Segmentation plays a crucial role in the early detection of polyps during endoscopic colonoscopy by providing a precise, automated way to identify and highlight areas of concern within colonoscopy images. In the context of polyp detection, segmentation algorithms, especially those based on deep learning models like U-Net, are trained to recognize and delineate the boundaries of polyps against the surrounding healthy tissue. This pixel-level precision allows the system to create a detailed map of the polyp’s location, shape, and size, which is essential for accurate diagnosis.
By accurately segmenting polyps, these models assist gastroenterologists in detecting smaller, flatter, or otherwise subtle polyps that could be missed through manual observation alone. This is particularly important for early-stage polyps, which may be small or have irregular shapes that are challenging to identify. Segmentation can act as a second pair of eyes during the screening process, ensuring that no potential abnormalities go unnoticed.
Moreover, segmentation helps standardize the identification process, reducing variability between different observers and improving the overall consistency of diagnoses. This automated approach can be especially beneficial in high-volume clinical settings, where it can assist in real-time analysis during procedures, offering immediate feedback to the clinician. By highlighting potential polyps, segmentation can reduce the time required for analysis, improve the efficiency of screenings, and ensure that patients receive timely intervention for any detected abnormalities. Ultimately, this contributes to better patient outcomes by facilitating early treatment and reducing the likelihood of polyps developing into more serious conditions like colorectal cancer.
Starting from these considerations, in this paper, we propose a method aimed to provide automatic polyp segmentation. We resort to the U-Net model, a model known for its interesting performances in medical image segmentation.

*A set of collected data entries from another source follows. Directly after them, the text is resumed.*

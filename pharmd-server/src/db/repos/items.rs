//! Item repository

use sqlx::{PgPool, Row};
use uuid::Uuid;

use super::DbError;

/// Item record from database
#[derive(Debug, Clone, sqlx::FromRow)]
pub struct Item {
    pub item_id: String,
    pub name: String,
    pub description: Option<String>,
    pub price: f64,
}

/// Partial update for an item; `None` fields are left unchanged.
#[derive(Debug, Clone, Default)]
pub struct ItemPatch {
    pub name: Option<String>,
    pub description: Option<String>,
    pub price: Option<f64>,
}

/// Item repository
pub struct ItemRepo<'a> {
    pool: &'a PgPool,
}

impl<'a> ItemRepo<'a> {
    pub fn new(pool: &'a PgPool) -> Self {
        Self { pool }
    }

    /// Create an item.
    pub async fn create(
        &self,
        name: &str,
        description: Option<&str>,
        price: f64,
    ) -> Result<Item, DbError> {
        let item_id = Uuid::new_v4().to_string();

        let row = sqlx::query(
            r#"
            INSERT INTO items (item_id, name, description, price)
            VALUES ($1, $2, $3, $4)
            RETURNING item_id, name, description, price
            "#,
        )
        .bind(&item_id)
        .bind(name)
        .bind(description)
        .bind(price)
        .fetch_one(self.pool)
        .await?;

        Ok(item_from_row(&row))
    }

    /// List all items in stable id order.
    pub async fn list(&self) -> Result<Vec<Item>, DbError> {
        let rows =
            sqlx::query("SELECT item_id, name, description, price FROM items ORDER BY item_id")
                .fetch_all(self.pool)
                .await?;

        Ok(rows.iter().map(item_from_row).collect())
    }

    /// Get a single item by id.
    pub async fn get(&self, item_id: &str) -> Result<Item, DbError> {
        let row =
            sqlx::query("SELECT item_id, name, description, price FROM items WHERE item_id = $1")
                .bind(item_id)
                .fetch_optional(self.pool)
                .await?
                .ok_or_else(|| DbError::NotFound {
                    resource: "item",
                    id: item_id.to_owned(),
                })?;

        Ok(item_from_row(&row))
    }

    /// Apply a partial update; unset fields keep their current value.
    pub async fn update(&self, item_id: &str, patch: ItemPatch) -> Result<Item, DbError> {
        let row = sqlx::query(
            r#"
            UPDATE items
            SET name = COALESCE($2, name),
                description = COALESCE($3, description),
                price = COALESCE($4, price)
            WHERE item_id = $1
            RETURNING item_id, name, description, price
            "#,
        )
        .bind(item_id)
        .bind(patch.name)
        .bind(patch.description)
        .bind(patch.price)
        .fetch_optional(self.pool)
        .await?
        .ok_or_else(|| DbError::NotFound {
            resource: "item",
            id: item_id.to_owned(),
        })?;

        Ok(item_from_row(&row))
    }

    /// Delete an item.
    pub async fn delete(&self, item_id: &str) -> Result<(), DbError> {
        let result = sqlx::query("DELETE FROM items WHERE item_id = $1")
            .bind(item_id)
            .execute(self.pool)
            .await?;

        if result.rows_affected() == 0 {
            return Err(DbError::NotFound {
                resource: "item",
                id: item_id.to_owned(),
            });
        }

        Ok(())
    }
}

fn item_from_row(row: &sqlx::postgres::PgRow) -> Item {
    Item {
        item_id: row.get("item_id"),
        name: row.get("name"),
        description: row.get("description"),
        price: row.get("price"),
    }
}

#[cfg(test)]
mod tests {
    use super::*;

    #[tokio::test]
    #[ignore = "requires database"]
    async fn update_preserves_unset_fields() {
        let url = std::env::var("DATABASE_URL").expect("DATABASE_URL required");
        let pool = crate::db::create_pool(&url).await.expect("pool");
        crate::db::migrations::run(&pool).await.expect("migrations");

        let repo = ItemRepo::new(&pool);
        let item = repo
            .create("Aspirin", Some("Pain reliever"), 5.99)
            .await
            .expect("create");

        let updated = repo
            .update(
                &item.item_id,
                ItemPatch {
                    price: Some(6.49),
                    ..Default::default()
                },
            )
            .await
            .expect("update");

        assert_eq!(updated.name, "Aspirin");
        assert_eq!(updated.description.as_deref(), Some("Pain reliever"));
        assert_eq!(updated.price, 6.49);

        repo.delete(&item.item_id).await.expect("delete");
    }
}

The paper proceeds as follows. In
Section 2 we present and describe the proposed method. The experimental analysis results are shown in
Section 3. The current state of the art is presented in
Section 4, and, finally, the conclusion and future research work are presented in
Section 5.
2. The Method
In this section, we present a detailed description of the proposed method for retina segmentation, which leverages the U-Net network, a deep learning model that has gained widespread popularity in the field of biomedical image segmentation. U-Net was first introduced in 2015 by Olaf Ronneberger and his team [
9], with the goal of addressing the unique challenges posed by medical image analysis, where accurately defining the boundaries of structures is of utmost importance. The architecture of U-Net is particularly noteworthy due to its characteristic “U” shape, which consists of two main components: a contracting path, also known as the encoder, and an expansive path, referred to as the decoder.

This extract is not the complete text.